• **Task inputs**
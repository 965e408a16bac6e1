//! Tests against a real SQS queue. Run with `cargo test -- --ignored` after setting
//! `TEST_SQS_QUEUE_URL` (a FIFO queue) and AWS credentials, e.g. in a `.env` file.

use rs_sqs_listener::client;
use rs_sqs_listener::container::{ContainerOptions, SqsListenerContainer};
use rs_sqs_listener::errors::SqsListenerError;
use rs_sqs_listener::handler::HandlerRegistry;
use rs_sqs_listener::message::Message;
use serde::Deserialize;
use std::env;
use std::sync::Arc;
use std::time::Duration;
use tokio::sync::Mutex;
use tokio::time::timeout;

#[derive(Clone)]
struct SharedCounter {
    count: Arc<Mutex<i32>>,
}

impl SharedCounter {
    fn new() -> Self {
        Self {
            count: Arc::new(Mutex::new(0)),
        }
    }

    async fn increment(&self) {
        let mut count = self.count.lock().await;
        *count += 1;
    }

    async fn get_count(&self) -> i32 {
        *self.count.lock().await
    }
}

#[derive(Debug, Deserialize)]
struct Greeting {
    text: String,
}

async fn raw_handler(
    message: Message<String>,
    shared: SharedCounter,
) -> Result<(), SqsListenerError> {
    println!("Received raw message: {}", message.payload());
    shared.increment().await;
    Ok(())
}

async fn greeting_handler(
    message: Message<Greeting>,
    shared: SharedCounter,
) -> Result<(), SqsListenerError> {
    println!("Received greeting: {}", message.payload().text);
    shared.increment().await;
    Ok(())
}

async fn wait_for_count(counter: &SharedCounter, expected: i32) -> Result<(), i32> {
    let waited = timeout(Duration::from_secs(30), async {
        loop {
            if counter.get_count().await >= expected {
                break;
            }
            tokio::time::sleep(Duration::from_millis(500)).await;
        }
    })
    .await;
    match waited {
        Ok(()) => Ok(()),
        Err(_) => Err(counter.get_count().await),
    }
}

#[tokio::test]
#[ignore = "requires AWS credentials and TEST_SQS_QUEUE_URL"]
async fn test_sqs_integration() {
    dotenvy::dotenv().ok();

    let queue_url = env::var("TEST_SQS_QUEUE_URL").expect("TEST_SQS_QUEUE_URL must be set");
    let sqs_client = client::create_sqs_client_from_env().await;

    for (index, body) in ["Test message 1", r#"{"text":"hello"}"#].into_iter().enumerate() {
        let mut request = sqs_client
            .send_message()
            .queue_url(&queue_url)
            .message_body(body)
            .message_deduplication_id(format!("test-message-{index}-{}", std::process::id()))
            .message_group_id("test-group");
        if index == 1 {
            request = request.message_attributes(
                "PayloadType",
                aws_sdk_sqs::types::MessageAttributeValue::builder()
                    .data_type("String")
                    .string_value("Greeting")
                    .build()
                    .expect("valid message attribute"),
            );
        }
        request.send().await.expect("Failed to send test message");
    }
    println!("Sent 2 test messages to queue");

    let shared_counter = SharedCounter::new();
    let mut handlers = HandlerRegistry::new();
    handlers
        .add_default_handler_fn(raw_handler, shared_counter.clone())
        .add_handler_fn(greeting_handler, shared_counter.clone());

    let container = SqsListenerContainer::builder(Arc::new(sqs_client))
        .options(ContainerOptions {
            wait_time_seconds: 5,
            ..Default::default()
        })
        .add_queue(queue_url)
        .handlers(handlers)
        .build()
        .await
        .expect("Failed to start listener container");

    let result = wait_for_count(&shared_counter, 2).await;
    assert!(container.stop().await, "container should drain cleanly");

    match result {
        Ok(()) => println!(
            "Successfully processed {} messages",
            shared_counter.get_count().await
        ),
        Err(count) => panic!("Test timed out. Only processed {} messages", count),
    }
}

#[tokio::test]
#[ignore = "requires AWS credentials"]
async fn test_listener_with_auto_created_queue() {
    dotenvy::dotenv().ok();

    let queue_name = "test-queue-listener-auto-create";
    let sqs_client = client::create_sqs_client_from_env().await;

    let shared_counter = SharedCounter::new();
    let mut handlers = HandlerRegistry::new();
    handlers.add_default_handler_fn(raw_handler, shared_counter.clone());

    let container = SqsListenerContainer::builder(Arc::new(sqs_client.clone()))
        .options(ContainerOptions {
            wait_time_seconds: 5,
            auto_create_queues: true,
            ..Default::default()
        })
        .add_queue(queue_name)
        .handlers(handlers)
        .build()
        .await
        .expect("Failed to start listener container");

    let queue_url = container
        .destinations()
        .resolve(queue_name)
        .await
        .expect("queue should have been resolved");

    sqs_client
        .send_message()
        .queue_url(&queue_url)
        .message_body("Auto-create test message")
        .send()
        .await
        .expect("Failed to send test message");

    let result = wait_for_count(&shared_counter, 1).await;
    container.stop().await;

    if let Err(e) = sqs_client.purge_queue().queue_url(&queue_url).send().await {
        println!("Warning: Failed to purge queue: {}", e);
    }

    if let Err(count) = result {
        panic!("Auto-create test timed out. Only processed {} messages", count);
    }
}
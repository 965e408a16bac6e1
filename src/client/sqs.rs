use async_trait::async_trait;
use aws_sdk_sqs::error::DisplayErrorContext;
use aws_sdk_sqs::types::{Message, MessageSystemAttributeName};
use tracing::warn;

use super::{QueueClient, ReceiveRequest};
use crate::errors::QueueServiceError;
use crate::message::RawMessage;

#[async_trait]
impl QueueClient for aws_sdk_sqs::Client {
    async fn receive_messages(
        &self,
        request: &ReceiveRequest,
    ) -> Result<Vec<RawMessage>, QueueServiceError> {
        let output = self
            .receive_message()
            .queue_url(&request.queue_url)
            .max_number_of_messages(request.max_number_of_messages)
            .wait_time_seconds(request.wait_time_seconds)
            .set_visibility_timeout(request.visibility_timeout_seconds)
            .message_system_attribute_names(MessageSystemAttributeName::All)
            .message_attribute_names("All")
            .send()
            .await
            .map_err(|e| QueueServiceError::Transport(DisplayErrorContext(&e).to_string()))?;

        Ok(output
            .messages
            .unwrap_or_default()
            .into_iter()
            .filter_map(into_raw_message)
            .collect())
    }

    async fn delete_message(
        &self,
        queue_url: &str,
        receipt_handle: &str,
    ) -> Result<(), QueueServiceError> {
        self.delete_message()
            .queue_url(queue_url)
            .receipt_handle(receipt_handle)
            .send()
            .await
            .map_err(|e| QueueServiceError::Transport(DisplayErrorContext(&e).to_string()))?;
        Ok(())
    }

    async fn change_message_visibility(
        &self,
        queue_url: &str,
        receipt_handle: &str,
        visibility_timeout_seconds: i32,
    ) -> Result<(), QueueServiceError> {
        self.change_message_visibility()
            .queue_url(queue_url)
            .receipt_handle(receipt_handle)
            .visibility_timeout(visibility_timeout_seconds)
            .send()
            .await
            .map_err(|e| QueueServiceError::Transport(DisplayErrorContext(&e).to_string()))?;
        Ok(())
    }

    async fn get_queue_url(
        &self,
        queue_name: &str,
        owner_account_id: Option<&str>,
    ) -> Result<String, QueueServiceError> {
        let output = self
            .get_queue_url()
            .queue_name(queue_name)
            .set_queue_owner_aws_account_id(owner_account_id.map(str::to_string))
            .send()
            .await
            .map_err(|e| {
                if e.as_service_error()
                    .is_some_and(|service_error| service_error.is_queue_does_not_exist())
                {
                    QueueServiceError::QueueDoesNotExist(queue_name.to_string())
                } else {
                    QueueServiceError::Transport(DisplayErrorContext(&e).to_string())
                }
            })?;

        output
            .queue_url()
            .map(str::to_string)
            .ok_or(QueueServiceError::MissingField("QueueUrl"))
    }

    async fn create_queue(&self, queue_name: &str) -> Result<String, QueueServiceError> {
        let output = self
            .create_queue()
            .queue_name(queue_name)
            .send()
            .await
            .map_err(|e| QueueServiceError::Transport(DisplayErrorContext(&e).to_string()))?;

        output
            .queue_url()
            .map(str::to_string)
            .ok_or(QueueServiceError::MissingField("QueueUrl"))
    }
}

fn into_raw_message(message: Message) -> Option<RawMessage> {
    let Some(receipt_handle) = message.receipt_handle else {
        warn!(
            message_id = message.message_id.as_deref().unwrap_or("unknown"),
            "Received a message without a receipt handle, skipping"
        );
        return None;
    };

    let attributes = message
        .attributes
        .unwrap_or_default()
        .into_iter()
        .map(|(name, value)| (name.as_str().to_string(), value))
        .collect();

    let message_attributes = message
        .message_attributes
        .unwrap_or_default()
        .into_iter()
        .filter_map(|(name, value)| value.string_value.map(|value| (name, value)))
        .collect();

    Some(RawMessage {
        message_id: message.message_id.unwrap_or_default(),
        receipt_handle,
        body: message.body.unwrap_or_default(),
        attributes,
        message_attributes,
    })
}

#[cfg(test)]
mod tests {
    use super::*;
    use aws_sdk_sqs::types::MessageAttributeValue;

    #[test]
    fn converts_sdk_message() {
        let message = Message::builder()
            .message_id("m-1")
            .receipt_handle("rh-1")
            .body(r#"{"id":1}"#)
            .attributes(MessageSystemAttributeName::ApproximateReceiveCount, "2")
            .message_attributes(
                "PayloadType",
                MessageAttributeValue::builder()
                    .data_type("String")
                    .string_value("OrderCreated")
                    .build()
                    .unwrap(),
            )
            .build();

        let raw = into_raw_message(message).unwrap();
        assert_eq!(raw.message_id, "m-1");
        assert_eq!(raw.receipt_handle, "rh-1");
        assert_eq!(raw.receive_count(), Some(2));
        assert_eq!(raw.message_attribute("PayloadType"), Some("OrderCreated"));
    }

    #[test]
    fn skips_message_without_receipt_handle() {
        let message = Message::builder().message_id("m-1").body("hello").build();
        assert!(into_raw_message(message).is_none());
    }
}
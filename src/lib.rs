//! # AWS SQS Listener
//!
//! An asynchronous listener container for AWS SQS. It long-polls one or more queues,
//! resolves the handler for each message's payload type, runs handlers with bounded
//! concurrency and acknowledges messages according to a deletion policy.
//!
//! ## Features
//!
//! - One poller per queue with backpressure: a receive is only issued when a worker is free
//! - Handlers resolved by payload type, with JSON payload conversion and a default handler
//! - Closure handlers with cloned shared resources, or trait-based handlers
//! - Single-message, FIFO message group and batch dispatch
//! - Deletion policies `ON_SUCCESS`, `ALWAYS`, `NEVER` and `NO_REDRIVE`
//! - Per-invocation handler timeouts and graceful, bounded shutdown
//! - Queue names, URLs and ARNs, resolved once and cached
//!
//! ## Quick Start
//!
//! ```rust,no_run
//! use std::sync::Arc;
//!
//! use rs_sqs_listener::client::create_sqs_client_from_env;
//! use rs_sqs_listener::container::SqsListenerContainer;
//! use rs_sqs_listener::handler::HandlerRegistry;
//! use rs_sqs_listener::message::Message;
//! use serde::Deserialize;
//!
//! #[derive(Deserialize)]
//! struct OrderCreated {
//!     id: u64,
//! }
//!
//! #[tokio::main]
//! async fn main() -> Result<(), Box<dyn std::error::Error>> {
//!     let client = create_sqs_client_from_env().await;
//!     let shared_data = "shared state".to_string();
//!
//!     let mut handlers = HandlerRegistry::new();
//!     handlers.add_handler_fn(
//!         |message: Message<OrderCreated>, shared: String| async move {
//!             println!("Processing order {} with shared: {}", message.payload().id, shared);
//!             Ok(())
//!         },
//!         shared_data,
//!     );
//!
//!     // Starts polling as soon as it is built.
//!     let container = SqsListenerContainer::builder(Arc::new(client))
//!         .add_queue("orders")
//!         .handlers(handlers)
//!         .build()
//!         .await?;
//!
//!     tokio::signal::ctrl_c().await?;
//!     container.stop().await;
//!     Ok(())
//! }
//! ```

pub mod acknowledgment;
pub mod client;
pub mod container;
pub mod destination;
pub mod errors;
pub mod handler;
pub mod message;
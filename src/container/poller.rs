use std::sync::Arc;
use std::time::Duration;

use tokio::sync::{Mutex, watch};
use tokio::task::JoinHandle;
use tokio::time::Instant;
use tracing::{debug, error, info, warn};

use super::config::QueueEndpoint;
use super::dispatcher::Dispatcher;
use crate::client::QueueClient;
use crate::destination::CachingDestinationResolver;
use crate::errors::SqsListenerError;
use crate::message::InFlightMessage;

/// Lifecycle state of a [`QueuePoller`].
#[derive(Debug, Clone, Copy, PartialEq, Eq)]
pub enum PollerState {
    Stopped,
    /// Resolving the queue URL.
    Starting,
    Polling,
    /// Stop requested; waiting for in-flight work.
    Draining,
}

struct RunningPoller {
    shutdown: watch::Sender<bool>,
    task: JoinHandle<()>,
}

/// Long-polls one endpoint and feeds its dispatcher.
///
/// At most one receive call is outstanding at a time, and a receive is only
/// issued once the dispatcher has a free worker. Stopping closes the dispatcher;
/// starting again replaces it with a fresh one.
pub struct QueuePoller {
    endpoint: Arc<QueueEndpoint>,
    client: Arc<dyn QueueClient>,
    destinations: Arc<CachingDestinationResolver>,
    dispatcher: watch::Sender<Dispatcher>,
    state: watch::Sender<PollerState>,
    running: Mutex<Option<RunningPoller>>,
}

impl QueuePoller {
    pub fn new(
        endpoint: Arc<QueueEndpoint>,
        client: Arc<dyn QueueClient>,
        destinations: Arc<CachingDestinationResolver>,
        dispatcher: Dispatcher,
    ) -> Self {
        let (state, _) = watch::channel(PollerState::Stopped);
        let (dispatcher, _) = watch::channel(dispatcher);
        QueuePoller {
            endpoint,
            client,
            destinations,
            dispatcher,
            state,
            running: Mutex::new(None),
        }
    }

    pub fn endpoint(&self) -> &Arc<QueueEndpoint> {
        &self.endpoint
    }

    /// The dispatcher of the current (or last) run.
    pub fn dispatcher(&self) -> Dispatcher {
        self.dispatcher.borrow().clone()
    }

    pub fn state(&self) -> PollerState {
        *self.state.borrow()
    }

    pub fn is_running(&self) -> bool {
        self.state() == PollerState::Polling
    }

    /// Resolves the queue URL and starts the poll loop. Does nothing if the
    /// poller is already running.
    pub async fn start(&self) -> Result<(), SqsListenerError> {
        self.start_if_stopped().await.map(|_| ())
    }

    /// Like [`QueuePoller::start`], returning `true` only when this call started
    /// the poll loop.
    pub(crate) async fn start_if_stopped(&self) -> Result<bool, SqsListenerError> {
        let mut running = self.running.lock().await;
        if running.is_some() {
            return Ok(false);
        }

        self.state.send_replace(PollerState::Starting);
        let queue_url = match self.endpoint.resolve_url(&self.destinations).await {
            Ok(url) => url,
            Err(e) => {
                self.state.send_replace(PollerState::Stopped);
                error!(queue = %self.endpoint.name(), error = %e, "Failed to start poller");
                return Err(e);
            }
        };

        let mut dispatcher = self.dispatcher();
        if dispatcher.is_closed() {
            dispatcher = dispatcher.reopen();
            self.dispatcher.send_replace(dispatcher.clone());
        }

        let (shutdown, shutdown_rx) = watch::channel(false);
        let poll_loop = PollLoop {
            endpoint: Arc::clone(&self.endpoint),
            client: Arc::clone(&self.client),
            dispatcher: dispatcher.clone(),
            queue_url: Arc::clone(&queue_url),
        };
        let task = tokio::spawn(poll_loop.run(shutdown_rx));
        *running = Some(RunningPoller { shutdown, task });
        self.state.send_replace(PollerState::Polling);

        info!(
            queue = %self.endpoint.name(),
            queue_url = %queue_url,
            max_messages = self.endpoint.options().max_messages_per_poll,
            concurrency_limit = dispatcher.concurrency_limit(),
            "Started polling"
        );
        Ok(true)
    }

    /// Stops polling and waits up to `timeout` for in-flight work.
    ///
    /// Returns `true` if everything finished in time. The poller is stopped
    /// either way.
    pub async fn stop(&self, timeout: Duration) -> bool {
        let mut running = self.running.lock().await;
        let Some(RunningPoller { shutdown, mut task }) = running.take() else {
            return true;
        };

        self.state.send_replace(PollerState::Draining);
        let deadline = Instant::now() + timeout;
        let _ = shutdown.send(true);

        let loop_stopped = match tokio::time::timeout_at(deadline, &mut task).await {
            Ok(Ok(())) => true,
            Ok(Err(e)) => {
                error!(
                    queue = %self.endpoint.name(),
                    error = %e,
                    "Poll loop terminated abnormally"
                );
                true
            }
            Err(_) => {
                warn!(queue = %self.endpoint.name(), "Poll loop did not stop in time, aborting it");
                task.abort();
                false
            }
        };

        let dispatcher = self.dispatcher();
        let drained = dispatcher
            .drain(deadline.saturating_duration_since(Instant::now()))
            .await;
        if !drained {
            warn!(
                queue = %self.endpoint.name(),
                in_flight = dispatcher.in_flight(),
                "Stop timeout elapsed with messages still in flight"
            );
        }
        dispatcher.close();

        self.state.send_replace(PollerState::Stopped);
        info!(queue = %self.endpoint.name(), drained = loop_stopped && drained, "Stopped polling");
        loop_stopped && drained
    }
}

impl std::fmt::Debug for QueuePoller {
    fn fmt(&self, f: &mut std::fmt::Formatter<'_>) -> std::fmt::Result {
        f.debug_struct("QueuePoller")
            .field("queue", &self.endpoint.name())
            .field("state", &self.state())
            .finish()
    }
}

struct PollLoop {
    endpoint: Arc<QueueEndpoint>,
    client: Arc<dyn QueueClient>,
    dispatcher: Dispatcher,
    queue_url: Arc<str>,
}

impl PollLoop {
    async fn run(self, mut shutdown: watch::Receiver<bool>) {
        let request = self.endpoint.receive_request(&self.queue_url);
        let back_off = self.endpoint.options().back_off_time();
        let mut consecutive_errors: u32 = 0;

        loop {
            if *shutdown.borrow() {
                break;
            }

            tokio::select! {
                _ = self.dispatcher.wait_for_capacity() => {}
                _ = shutdown.changed() => break,
            }

            let received = tokio::select! {
                result = self.client.receive_messages(&request) => result,
                _ = shutdown.changed() => {
                    debug!(
                        queue = %self.endpoint.name(),
                        "Stop requested during receive, abandoning it"
                    );
                    break;
                }
            };

            match received {
                Ok(messages) => {
                    if consecutive_errors > 0 {
                        info!(
                            queue = %self.endpoint.name(),
                            previous_errors = consecutive_errors,
                            "Polling recovered after consecutive errors"
                        );
                        consecutive_errors = 0;
                    }
                    if messages.is_empty() {
                        continue;
                    }

                    debug!(
                        queue = %self.endpoint.name(),
                        message_count = messages.len(),
                        "Received messages"
                    );
                    let batch = messages
                        .into_iter()
                        .map(|raw| {
                            InFlightMessage::new(
                                raw,
                                Arc::clone(&self.endpoint),
                                Arc::clone(&self.queue_url),
                                Arc::clone(&self.client),
                            )
                        })
                        .collect();
                    if let Err(e) = self.dispatcher.dispatch(batch).await {
                        error!(
                            queue = %self.endpoint.name(),
                            error = %e,
                            "Dispatch failed, stopping poll loop"
                        );
                        break;
                    }
                }
                Err(source) => {
                    consecutive_errors = consecutive_errors.saturating_add(1);
                    let error = SqsListenerError::PollTransport {
                        queue: self.endpoint.name().to_string(),
                        source,
                    };
                    warn!(
                        queue = %self.endpoint.name(),
                        error = %error,
                        consecutive_errors,
                        back_off_ms = back_off.as_millis() as u64,
                        "Receive failed, backing off"
                    );
                    tokio::select! {
                        _ = tokio::time::sleep(back_off) => {}
                        _ = shutdown.changed() => break,
                    }
                }
            }
        }

        debug!(queue = %self.endpoint.name(), "Poll loop exited");
    }
}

• **Task objective**
Search the listing above for the lines with "use rs_sqs_listener::errors::SqsListenerError;" and "#[derive(Clone)]", then output those lines and all lines between them exactly.

• **Output of the exercise**
use rs_sqs_listener::errors::SqsListenerError;
use rs_sqs_listener::handler::HandlerRegistry;
use rs_sqs_listener::message::Message;
use serde::Deserialize;
use std::env;
use std::sync::Arc;
use std::time::Duration;
use tokio::sync::Mutex;
use tokio::time::timeout;

#[derive(Clone)]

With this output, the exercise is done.